O garoto não gostava de brincar, preferindo ficar sozinho, dizendo que estava criando filmes. Gostava de ir para a janela da sala do 3° ano assistir a aula que lhe parecia mais interessante que a dele. A convite da professora, às vezes entrava e ia para o quadro dar aula. Isso o fez passar do 2º ano direto para o 4º. “Quando a professora insistia para jogar bola, ele se oferecia para formar os times e dizia que ele era o cérebro e os colegas, os músculos. Nunca conseguiu escrever letra cursiva. Isto deve-se ao fato do pensamento ser muito rápido, como se a mão não conseguisse acompanhar. Geralmente eles tem letra feia, pois o intelectual desenvolve bastante e a coordenação motora fica comprometida.

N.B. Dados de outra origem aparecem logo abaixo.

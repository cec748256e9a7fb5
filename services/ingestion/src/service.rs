//! Request-level ingestion operations.
//!
//! Every call is scoped to the authenticated user: a job owned by someone
//! else is reported exactly like a missing one.

use crate::auth::AuthUser;
use crate::error::{IngestionError, Result};
use crate::job_store::{Completion, IngestionJob, JobStatus, JobStore};
use crate::object_store::{ingestion_key, ObjectBody, ObjectStore, PutOptions};
use crate::tasks::spawn_detached;
use crate::worker::{is_zip_source, IngestionWorker};
use bytes::Bytes;
use chrono::{DateTime, Utc};
use serde::{Deserialize, Serialize};
use std::collections::BTreeMap;
use std::sync::Arc;
use std::time::Duration;
use tracing::{info, instrument, warn};
use uuid::Uuid;

pub const DEFAULT_RECENT_LIMIT: i64 = 20;
const MAX_RECENT_LIMIT: i64 = 100;
const DIRECT_UPLOAD_NAME: &str = "direct-upload";

/// Start an ingestion from a remote URL
#[derive(Debug, Clone, Deserialize)]
#[serde(rename_all = "camelCase")]
pub struct StartIngestionRequest {
    pub source_url: String,
}

impl StartIngestionRequest {
    pub fn validate(&self) -> Result<()> {
        let source_url = self.source_url.trim();
        if source_url.is_empty() {
            return Err(IngestionError::Validation("sourceUrl is required".to_string()));
        }

        match url::Url::parse(source_url) {
            Ok(url) if matches!(url.scheme(), "http" | "https") && url.host().is_some() => Ok(()),
            _ => Err(IngestionError::Validation(
                "sourceUrl must be a valid URL".to_string(),
            )),
        }
    }
}

#[derive(Debug, Clone, Default, Deserialize)]
pub struct UploadUrlRequest {
    /// Original filename, kept for display
    pub filename: Option<String>,
}

#[derive(Debug, Clone, Default, Deserialize)]
pub struct ConfirmUploadRequest {
    /// ETag the client received from storage
    pub etag: Option<String>,
}

#[derive(Debug, Clone, Serialize, PartialEq)]
#[serde(rename_all = "camelCase")]
pub struct JobAccepted {
    pub job_id: Uuid,
    pub status: JobStatus,
}

#[derive(Debug, Clone, Serialize)]
#[serde(rename_all = "camelCase")]
pub struct UploadUrlResponse {
    pub job_id: Uuid,
    pub upload_url: String,
    pub s3_key: String,
    /// Seconds until the URL expires
    pub expires_in: u64,
    /// Headers the client must send with the PUT
    pub fields: BTreeMap<String, String>,
}

#[derive(Debug, Clone, Serialize)]
#[serde(rename_all = "camelCase")]
pub struct RecentFile {
    pub job_id: Uuid,
    pub key: String,
    pub filename: String,
    pub created_at: DateTime<Utc>,
    pub size_bytes: Option<i64>,
    pub sha256: Option<String>,
    /// Presigned GET URL; absent when signing failed
    pub url: Option<String>,
}

#[derive(Debug, Clone, Serialize)]
#[serde(rename_all = "camelCase")]
pub struct JobView {
    pub job_id: Uuid,
    pub status: JobStatus,
    pub source_url: String,
    pub size_bytes: Option<i64>,
    pub sha256: Option<String>,
    pub error: Option<String>,
    pub created_at: DateTime<Utc>,
    pub updated_at: DateTime<Utc>,
}

impl From<IngestionJob> for JobView {
    fn from(job: IngestionJob) -> Self {
        Self {
            job_id: job.id,
            status: job.status,
            source_url: job.source_url,
            size_bytes: job.size_bytes,
            sha256: job.sha256,
            error: job.error,
            created_at: job.created_at,
            updated_at: job.updated_at,
        }
    }
}
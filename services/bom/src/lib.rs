//! Fabspace BOM Service
//!
//! Prices a bill of materials against two distributors. A spreadsheet goes
//! through three steps:
//!
//! - **Upload**: the file is forwarded to the BOM checker, which detects
//!   its columns, and an upload record is created
//! - **Process**: the chosen column mapping and build quantities are saved,
//!   the checker extracts rows, and every part gets one lookup per supplier
//! - **Stream**: the checker queries Digi-Key and Mouser, streaming NDJSON
//!   results that are written to the lookups and relayed to the browser
//!
//! The dashboard reads per-supplier counts from a materialized view that is
//! refreshed in the background as results arrive.
//!
//! ## Architecture
//!
//! ```text
//!   Browser                 BOM Service                      BOM checker
//! ┌──────────┐  HTTP   ┌─────────────────┐  upload/process  ┌─────────────┐
//! │ /bom/*   │────────▶│ BomService      │─────────────────▶│ /api/upload │
//! └──────────┘         └─────────────────┘                  │ /api/...    │
//!      ▲                   │          │                     └─────────────┘
//!      │ NDJSON            │          ▼                            │
//!      │             ┌───────────┐  ┌──────────────────┐  NDJSON   │
//!      └─────────────│ Supplier  │◀─┼──────────────────┼───────────┘
//!                    │ Streamer  │  │ Metrics          │
//!                    └───────────┘  │ Refresher        │
//!                          │        └──────────────────┘
//!                          ▼                 │
//!                    ┌──────────────────────────────┐
//!                    │ BomStore (PostgreSQL)        │
//!                    │ uploads, rows, lookups, view │
//!                    └──────────────────────────────┘
//! ```

pub mod api;
pub mod auth;
pub mod checker;
pub mod config;
pub mod error;
pub mod ndjson;
pub mod price_breaks;
pub mod refresher;
pub mod service;
pub mod store;
pub mod streaming;
pub mod supplier;
pub mod tasks;

pub use api::{create_router, start_api_server, AppState};
pub use checker::BomCheckerClient;
pub use config::Config;
pub use error::{BomError, Result};
pub use refresher::MetricsRefresher;
pub use service::BomService;
pub use store::{BomStore, MemoryBomStore, PgBomStore};
pub use streaming::{StreamReport, SupplierStreamer};
pub use supplier::{LookupStatus, Supplier};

Aos poucos, fomos pesquisando, lendo e entendendo certas coisas”, narra Sofia.
Palavra de profissional
Alessandra Steffens Bartz, psicóloga, neuropsicóloga e mestre em psicologia do Desenvolvimento, define altas habilidades como o alto potencial muito acima da média, tendo o QI igual ou maior que 130. São crianças com capacidade de liderança e criatividade. “Ela é uma variação da nossa capacidade intelectual. Tem as baixas e as altas”, diz Alessandra que destaca que a característica não é considerada doença.
Porém, por falta de conhecimento das pessoas e pelas dificuldades enfrentadas pelos portadores, muitas vezes ela causa problemas. “As pessoas podem ter um transtorno de ansiedade, depressão ou algo similar”, diz. Por isso, a importância da atenção dos pais e dos professores. “Devem procurar ajuda de profissionais que estimulem as crianças adequadamente, para o desenvolvimento das capacidades”, destaca.
Na escola, Alessandra salienta que o tratamento deve ser diferente do de outros alunos. “Eles precisam ser mais estimulados e, para isso, são necessárias atividades mais complexas. Por exemplo: Eles farão uma pesquisa mais ampla que os colegas sobre o mesmo tema. As habilidades deles devem ser aproveitadas e eles podem contribuir para enriquecer a aula de todos”, fala. Ela ainda argumenta sobre a importância de deixar claro aos demais a característica que possuem e da relevância da interação entre pessoas com a mesma particularidade.
É preciso ainda cuidar o lado emocional. “Muitas vezes eles são imaturos para o alcance que o cérebro deles têm, assim como eles também não se interessam pelos assuntos da faixa etária”, pontua, destacando que é preciso diálogo para não haver exclusão.